[Stored data]
BEGIN

//! End-to-end generation of certificate chains from configuration files.
//!
//! Each generator builds its certificate, assembles the chain and only then
//! writes output, so a failing stage leaves no file behind.

use std::path::Path;

use log::info;
use sbcert_crypto::CryptoProvider;
use sbcert_signer::{Signer, SignerFactory};

use crate::certificate::{DeveloperDebugCertificate, EnablerDebugCertificate, KeyCertificate};
use crate::chain::{ChainAssembler, Envelope};
use crate::config::{CertConfig, DeveloperCertConfig, EnablerCertConfig, KeyCertConfig};
use crate::error::{BuildError, CertError, Stage};
use crate::output::write_output;

/// Load the signer named by a certificate configuration.
///
/// # Errors
///
/// Returns a [`Stage::Config`] error if the signer cannot be constructed.
pub fn load_signer<C: CertConfig>(
    factory: &SignerFactory,
    config: &C,
) -> Result<Box<dyn Signer>, BuildError> {
    match config.signer_impl() {
        Some(id) => factory.load(config.signer_config(), id),
        None => factory.from_config(config.signer_config()),
    }
    .map_err(BuildError::at(Stage::Config))
}

/// Load the certificate configuration at `path`.
///
/// # Errors
///
/// Returns a [`Stage::Config`] error if the file is unreadable or invalid.
pub fn load_config<C: CertConfig>(path: &Path) -> Result<C, BuildError> {
    C::load(path).map_err(BuildError::at(Stage::Config))
}

/// Read a previously generated package that precedes this certificate.
fn read_package(path: &Path) -> Result<Vec<u8>, BuildError> {
    let bytes = std::fs::read(path).map_err(|e| {
        BuildError::new(
            Stage::Assembly,
            CertError::InvalidInput(format!("cannot read package '{}': {e}", path.display())),
        )
    })?;
    if bytes.is_empty() {
        return Err(BuildError::new(
            Stage::Assembly,
            CertError::InvalidInput(format!("package '{}' is empty", path.display())),
        ));
    }
    Ok(bytes)
}

fn finish(
    chain: ChainAssembler,
    output: &Path,
    hex_output: Option<&Path>,
) -> Result<Vec<u8>, BuildError> {
    let data = chain.assemble().map_err(BuildError::at(Stage::Assembly))?;
    write_output(&data, output, hex_output).map_err(BuildError::at(Stage::Output))?;
    Ok(data)
}

/// Generate a key certificate and write it to `config.output`.
///
/// # Errors
///
/// Returns a [`BuildError`] tagged with the failing stage.
pub async fn generate_key_certificate(
    config: &KeyCertConfig,
    crypto: &dyn CryptoProvider,
    signer: &dyn Signer,
) -> Result<Vec<u8>, BuildError> {
    let cert = KeyCertificate::build(config, crypto, signer).await?;
    let chain = ChainAssembler::new().push(cert.certificate_data());
    let data = finish(chain, &config.output, config.hex_output.as_deref())?;
    info!("key certificate package: {} bytes", data.len());
    Ok(data)
}

/// Generate an enabler debug certificate, preceded by the key certificate
/// package if one is configured, and write it to `config.output`.
///
/// # Errors
///
/// Returns a [`BuildError`] tagged with the failing stage.
pub async fn generate_enabler_certificate(
    config: &EnablerCertConfig,
    crypto: &dyn CryptoProvider,
    signer: &dyn Signer,
) -> Result<Vec<u8>, BuildError> {
    let key_pkg = config.key_cert_pkg.as_deref().map(read_package).transpose()?;
    let cert = EnablerDebugCertificate::build(config, crypto, signer).await?;

    let mut chain = ChainAssembler::new();
    if let Some(pkg) = key_pkg {
        chain = chain.push(pkg);
    }
    let data = finish(
        chain.push(cert.certificate_data()),
        &config.output,
        config.hex_output.as_deref(),
    )?;
    info!("enabler certificate package: {} bytes", data.len());
    Ok(data)
}

/// Generate a developer debug certificate and write it to `config.output`.
///
/// With an enabler package configured the output is the enveloped chain
/// `envelope‖enabler package‖developer certificate`.
///
/// # Errors
///
/// Returns a [`BuildError`] tagged with the failing stage.
pub async fn generate_developer_certificate(
    config: &DeveloperCertConfig,
    crypto: &dyn CryptoProvider,
    signer: &dyn Signer,
) -> Result<Vec<u8>, BuildError> {
    let enabler_pkg = config
        .enabler_cert_pkg
        .as_deref()
        .map(read_package)
        .transpose()?;
    let cert = DeveloperDebugCertificate::build(config, crypto, signer).await?;

    let chain = match enabler_pkg {
        Some(pkg) => ChainAssembler::new()
            .push(pkg)
            .push(cert.certificate_data())
            .envelope(Envelope::debug()),
        None => ChainAssembler::new().push(cert.certificate_data()),
    };
    let data = finish(chain, &config.output, config.hex_output.as_deref())?;
    info!("developer certificate package: {} bytes", data.len());
    Ok(data)
}
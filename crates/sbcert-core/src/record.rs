//! Fixed-layout binary records.

/// A record with a fixed, word-aligned serialized size.
pub trait Record {
    /// Serialized size in bytes; always a multiple of 4.
    const LEN: usize;

    /// Append the serialized record to `out`.
    fn write_to(&self, out: &mut Vec<u8>);

    /// Serialize the record.
    fn serialize(&self) -> Vec<u8> {
        let mut out = Vec::with_capacity(Self::LEN);
        self.write_to(&mut out);
        debug_assert_eq!(out.len(), Self::LEN);
        out
    }
}

/// Append a little-endian word.
pub(crate) fn put_u32(out: &mut Vec<u8>, value: u32) {
    out.extend_from_slice(&value.to_le_bytes());
}

/// Read the little-endian word at word index `index`, if present.
pub(crate) fn word_at(bytes: &[u8], index: usize) -> Option<u32> {
    let start = index.checked_mul(4)?;
    let word = bytes.get(start..start + 4)?;
    Some(u32::from_le_bytes(word.try_into().ok()?))
}
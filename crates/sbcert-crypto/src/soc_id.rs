//! SoC-ID loader.

use std::path::Path;

use crate::error::CryptoError;
use crate::SOC_ID_LEN;

/// Read a raw SoC ID from `path`.
///
/// # Errors
///
/// Returns [`CryptoError::Io`] if the file cannot be read and
/// [`CryptoError::SocIdLength`] unless it holds exactly [`SOC_ID_LEN`] bytes.
pub fn load_soc_id(path: &Path) -> Result<[u8; SOC_ID_LEN], CryptoError> {
    let raw = std::fs::read(path).map_err(|e| CryptoError::io(path, e))?;
    raw.as_slice()
        .try_into()
        .map_err(|_| CryptoError::SocIdLength {
            path: path.to_path_buf(),
            expected: SOC_ID_LEN,
            got: raw.len(),
        })
}
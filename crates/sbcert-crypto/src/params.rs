//! RSA public key parameters as embedded in certificate bodies.

use rsa::traits::PublicKeyParts;
use rsa::{BigUint, RsaPublicKey};
use sha2::{Digest, Sha256};

use crate::error::CryptoError;
use crate::{HASH_LEN, NP_LEN, N_LEN, RSA_KEY_BITS};

/// Extra bits folded into the Barrett tag beyond the modulus size.
const NP_EXTRA_BITS: usize = 132;

/// The `(N, Np)` pair identifying an RSA public key on the device.
///
/// Both values are big-endian and left-padded to their fixed widths.
#[derive(Debug, Clone, PartialEq, Eq)]
pub struct PublicKeyParams {
    n: Box<[u8; N_LEN]>,
    np: [u8; NP_LEN],
}

impl PublicKeyParams {
    /// Build parameters from already encoded `N` and `Np`.
    #[must_use]
    pub fn from_parts(n: [u8; N_LEN], np: [u8; NP_LEN]) -> Self {
        Self { n: Box::new(n), np }
    }

    /// Derive `N` and the Barrett tag `Np` from an RSA public key.
    ///
    /// # Errors
    ///
    /// Returns [`CryptoError::ModulusSize`] unless the modulus is exactly
    /// [`RSA_KEY_BITS`] wide.
    pub fn from_public_key(key: &RsaPublicKey) -> Result<Self, CryptoError> {
        let modulus = key.n();
        let bits = modulus.bits();
        if bits != RSA_KEY_BITS {
            return Err(CryptoError::ModulusSize {
                expected: RSA_KEY_BITS,
                got: bits,
            });
        }
        let n = left_pad::<N_LEN>(&modulus.to_bytes_be());
        let np = left_pad::<NP_LEN>(&barrett_tag(modulus).to_bytes_be());
        Ok(Self::from_parts(n, np))
    }

    /// The modulus bytes.
    #[must_use]
    pub fn n(&self) -> &[u8; N_LEN] {
        &self.n
    }

    /// The Barrett tag bytes.
    #[must_use]
    pub fn np(&self) -> &[u8; NP_LEN] {
        &self.np
    }

    /// `N‖Np` as stored in a certificate body.
    #[must_use]
    pub fn to_bytes(&self) -> Vec<u8> {
        let mut out = Vec::with_capacity(N_LEN + NP_LEN);
        out.extend_from_slice(self.n.as_slice());
        out.extend_from_slice(&self.np);
        out
    }

    /// SHA-256 over `N‖Np`.
    #[must_use]
    pub fn hash(&self) -> [u8; HASH_LEN] {
        Sha256::digest(self.to_bytes()).into()
    }
}

/// `floor(2^(RSA_KEY_BITS + 132) / N)`.
fn barrett_tag(modulus: &BigUint) -> BigUint {
    (BigUint::from(1u32) << (RSA_KEY_BITS + NP_EXTRA_BITS)) / modulus
}

/// Right-align `bytes` in a zeroed array of width `W`, keeping the low bytes
/// if the value is wider.
fn left_pad<const W: usize>(bytes: &[u8]) -> [u8; W] {
    let mut out = [0u8; W];
    let take = bytes.len().min(W);
    out[W - take..].copy_from_slice(&bytes[bytes.len() - take..]);
    out
}

#[cfg(test)]
mod tests {
    use super::*;

    #[test]
    fn left_pad_right_aligns() {
        assert_eq!(left_pad::<4>(&[1, 2]), [0, 0, 1, 2]);
        assert_eq!(left_pad::<2>(&[1, 2, 3]), [2, 3]);
    }

    #[test]
    fn barrett_tag_of_power_of_two_modulus() {
        // N = 2^3071 gives exactly 2^133.
        let n = BigUint::from(1u32) << (RSA_KEY_BITS - 1);
        let tag = barrett_tag(&n);
        assert_eq!(tag, BigUint::from(1u32) << 133);
        let encoded = left_pad::<NP_LEN>(&tag.to_bytes_be());
        assert_eq!(encoded[NP_LEN - 17], 0x20);
        assert!(encoded[..NP_LEN - 17].iter().all(|b| *b == 0));
    }

    #[test]
    fn hash_covers_n_and_np() {
        let a = PublicKeyParams::from_parts([1; N_LEN], [2; NP_LEN]);
        let b = PublicKeyParams::from_parts([1; N_LEN], [3; NP_LEN]);
        assert_eq!(a.to_bytes().len(), N_LEN + NP_LEN);
        assert_ne!(a.hash(), b.hash());
        assert_eq!(a.hash(), <[u8; HASH_LEN]>::from(Sha256::digest(a.to_bytes())));
    }
}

END

[How to complete this task]: Each line above that contains the string "RsaPublicKey" counts once; give the number of such lines and nothing more.

[Exercise response]: 2